| Collected data |
________________________

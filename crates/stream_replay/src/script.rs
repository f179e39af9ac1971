//! Scripted device input, replayed frame by frame.
//!
//! ```toml
//! [[input]]
//! frame = 3
//! event = "key_down"
//! key = "KEY_UP"
//!
//! [[shell]]
//! frame = 40
//! active = true
//! ```

use message_stream::{ClientSession, RawInput};
use serde::{Deserialize, Serialize};
use std::collections::BTreeMap;
use tracing::debug;

/// One device event and the client frame it is fed on.
#[derive(Debug, Clone, PartialEq, Serialize, Deserialize)]
pub struct ScriptedInput {
    pub frame: u32,
    #[serde(flatten)]
    pub event: RawInput,
}

/// Raises or dismisses the shell screen on a given frame.
#[derive(Debug, Clone, Copy, PartialEq, Eq, Serialize, Deserialize)]
pub struct ShellToggle {
    pub frame: u32,
    pub active: bool,
}

#[derive(Debug, Clone, Default)]
struct FrameSteps {
    shell: Option<bool>,
    inputs: Vec<RawInput>,
}

/// Script events grouped by frame, file order kept within a frame.
#[derive(Debug, Clone, Default)]
pub struct InputScript {
    frames: BTreeMap<u32, FrameSteps>,
    events: usize,
}

impl InputScript {
    pub fn new(inputs: &[ScriptedInput], shell: &[ShellToggle]) -> Self {
        let mut frames: BTreeMap<u32, FrameSteps> = BTreeMap::new();
        for toggle in shell {
            frames.entry(toggle.frame).or_default().shell = Some(toggle.active);
        }
        for input in inputs {
            frames.entry(input.frame).or_default().inputs.push(input.event);
        }
        Self {
            frames,
            events: inputs.len() + shell.len(),
        }
    }

    pub fn is_empty(&self) -> bool {
        self.frames.is_empty()
    }

    /// Number of scripted entries.
    pub fn len(&self) -> usize {
        self.events
    }

    pub fn last_frame(&self) -> Option<u32> {
        self.frames.keys().next_back().copied()
    }

    /// Feeds the session everything scheduled for `frame`: the shell change
    /// first, then device events. Returns how many device events were queued.
    pub fn apply(&self, frame: u32, session: &mut ClientSession) -> usize {
        let Some(steps) = self.frames.get(&frame) else {
            return 0;
        };
        if let Some(active) = steps.shell {
            debug!("🪟 Frame {}: shell {}", frame, if active { "up" } else { "down" });
            session.set_shell_active(active);
        }
        for input in &steps.inputs {
            session.push_input(input);
        }
        steps.inputs.len()
    }
}
//! Stand-in for the simulation/network layer: drains the command list each
//! tick and reports what reached it.

use message_stream::{Message, MessageType};
use serde::Serialize;
use std::collections::BTreeMap;
use std::io::Write;
use tracing::info;

#[derive(Serialize)]
struct CommandLine<'a> {
    frame: u32,
    #[serde(flatten)]
    message: &'a Message,
}

/// Records drained commands as log lines, or as JSON lines on stdout.
#[derive(Debug, Default)]
pub struct CommandRecorder {
    json: bool,
    ticks: u64,
    commands: u64,
    by_type: BTreeMap<&'static str, u64>,
}

impl CommandRecorder {
    pub fn new(json: bool) -> Self {
        Self {
            json,
            ..Self::default()
        }
    }

    /// Records one tick's commands. Frame ticks are counted, not printed.
    pub fn record(&mut self, frame: u32, commands: &[Message]) -> Result<(), Box<dyn std::error::Error>> {
        let stdout = std::io::stdout();
        let mut out = stdout.lock();
        for message in commands {
            if message.kind() == MessageType::FrameTick {
                self.ticks += 1;
                continue;
            }
            self.commands += 1;
            *self.by_type.entry(message.name()).or_default() += 1;

            if self.json {
                serde_json::to_writer(&mut out, &CommandLine { frame, message })?;
                writeln!(out)?;
            } else {
                info!("📤 [frame {:>4}] {}", frame, message);
            }
        }
        Ok(())
    }

    pub fn ticks(&self) -> u64 {
        self.ticks
    }

    /// Commands recorded, frame ticks excluded.
    pub fn commands(&self) -> u64 {
        self.commands
    }

    pub fn count(&self, kind: MessageType) -> u64 {
        self.by_type.get(kind.name()).copied().unwrap_or(0)
    }

    pub fn log_summary(&self) {
        info!("📊 Command Summary:");
        info!("  - Frame ticks: {}", self.ticks);
        info!("  - Commands: {}", self.commands);
        for (name, count) in &self.by_type {
            info!("    {}: {}", name, count);
        }
    }
}

#[cfg(test)]
mod tests {
    use super::*;
    use message_stream::{ICoord2D, PlayerIndex};

    #[test]
    fn test_counts_by_type() {
        let mut recorder = CommandRecorder::new(false);
        let mut move_to = Message::new(MessageType::DoMoveTo, PlayerIndex(0));
        move_to.append_pixel(ICoord2D::new(3, 4));
        let batch = vec![
            Message::new(MessageType::FrameTick, PlayerIndex(0)),
            move_to,
            Message::new(MessageType::DoStop, PlayerIndex(0)),
            Message::new(MessageType::DoStop, PlayerIndex(0)),
        ];
        recorder.record(7, &batch).unwrap();

        assert_eq!(recorder.ticks(), 1);
        assert_eq!(recorder.commands(), 3);
        assert_eq!(recorder.count(MessageType::DoStop), 2);
        assert_eq!(recorder.count(MessageType::DoScatter), 0);
    }

    #[test]
    fn test_json_line_shape() {
        let mut message = Message::new(MessageType::DoMoveTo, PlayerIndex(1));
        message.append_integer(5);
        let line = serde_json::to_value(CommandLine { frame: 12, message: &message }).unwrap();
        assert_eq!(line["frame"], 12);
        assert_eq!(line["kind"], "MSG_DO_MOVETO");
        assert_eq!(line["arguments"][0]["type"], "integer");
        assert_eq!(line["arguments"][0]["value"], 5);
    }
}
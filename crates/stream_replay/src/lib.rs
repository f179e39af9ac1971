//! # Stream Replay - Main Entry Point
//!
//! Drives a client message stream from a scripted input file, the way a game
//! client drives it from devices: raw events in, one propagation pass per
//! tick, commands drained to the consumer.
//!
//! ## Quick Start
//!
//! ```bash
//! # Run with the default configuration file (replay.toml)
//! stream-replay
//!
//! # Specify a custom script
//! stream-replay --config drag_scroll.toml
//!
//! # Override settings
//! stream-replay --ticks 300 --log-level debug
//!
//! # Machine-readable command output
//! stream-replay --json-output
//! ```
//!
//! ## Configuration
//!
//! The replay loads a TOML file with `[session]`, `[mouse]`, `[look_at]`,
//! `[[bindings]]`, `[[input]]` and `[[shell]]` sections. A missing file runs
//! the stock bindings with no scripted input.
//!
//! ## Signal Handling
//!
//! The replay stops early on SIGINT (Ctrl+C) or SIGTERM (Unix systems).

use tracing::error;

mod app;
mod cli;
mod config;
mod consumer;
mod logging;
mod script;
mod signals;

use app::Application;
use cli::CliArgs;
use config::AppConfig;

/// Main entry point for the replay driver.
///
/// # Exit Codes
///
/// * **0**: Replay finished or was interrupted cleanly
/// * **1**: Error during startup, configuration, or the replay itself
pub async fn init() -> Result<(), Box<dyn std::error::Error>> {
    let args = CliArgs::parse();

    let loaded = AppConfig::load_from_file(&args.config_path).await;

    // Logging comes up before config errors are reported so they reach the log.
    let logging = match &loaded {
        Ok(config) => config.logging.clone(),
        Err(_) => LoggingSettings::default(),
    };
    let logging = LoggingSettings {
        level: args.log_level.clone().unwrap_or(logging.level),
        ..logging
    };
    if let Err(e) = logging::setup_logging(&logging, args.json_logs) {
        eprintln!("❌ Failed to setup logging: {e}");
        std::process::exit(1);
    }

    let config = match loaded {
        Ok(config) => config,
        Err(e) => {
            error!("❌ {e}");
            std::process::exit(1);
        }
    };

    match Application::new(args, config) {
        Ok(app) => {
            if let Err(e) = app.run().await {
                error!("❌ Replay error: {:?}", e);
                std::process::exit(1);
            }
        }
        Err(e) => {
            error!("❌ Failed to start replay: {e}");
            std::process::exit(1);
        }
    }

    Ok(())
}

// Re-export main types for potential library usage
pub use config::{ConfigError, LoggingSettings, SessionSettings};
pub use consumer::CommandRecorder;
pub use script::{InputScript, ScriptedInput, ShellToggle};
#[tokio::main]
async fn main() -> Result<(), Box<dyn std::error::Error>> {
    lib_stream_replay::init().await
}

________________________

| Exercise |
Your task is to copy every line of the entries that contains the string "DoMoveTo".

| Result |
        let mut move_to = Message::new(MessageType::DoMoveTo, PlayerIndex(0));
        let mut message = Message::new(MessageType::DoMoveTo, PlayerIndex(1));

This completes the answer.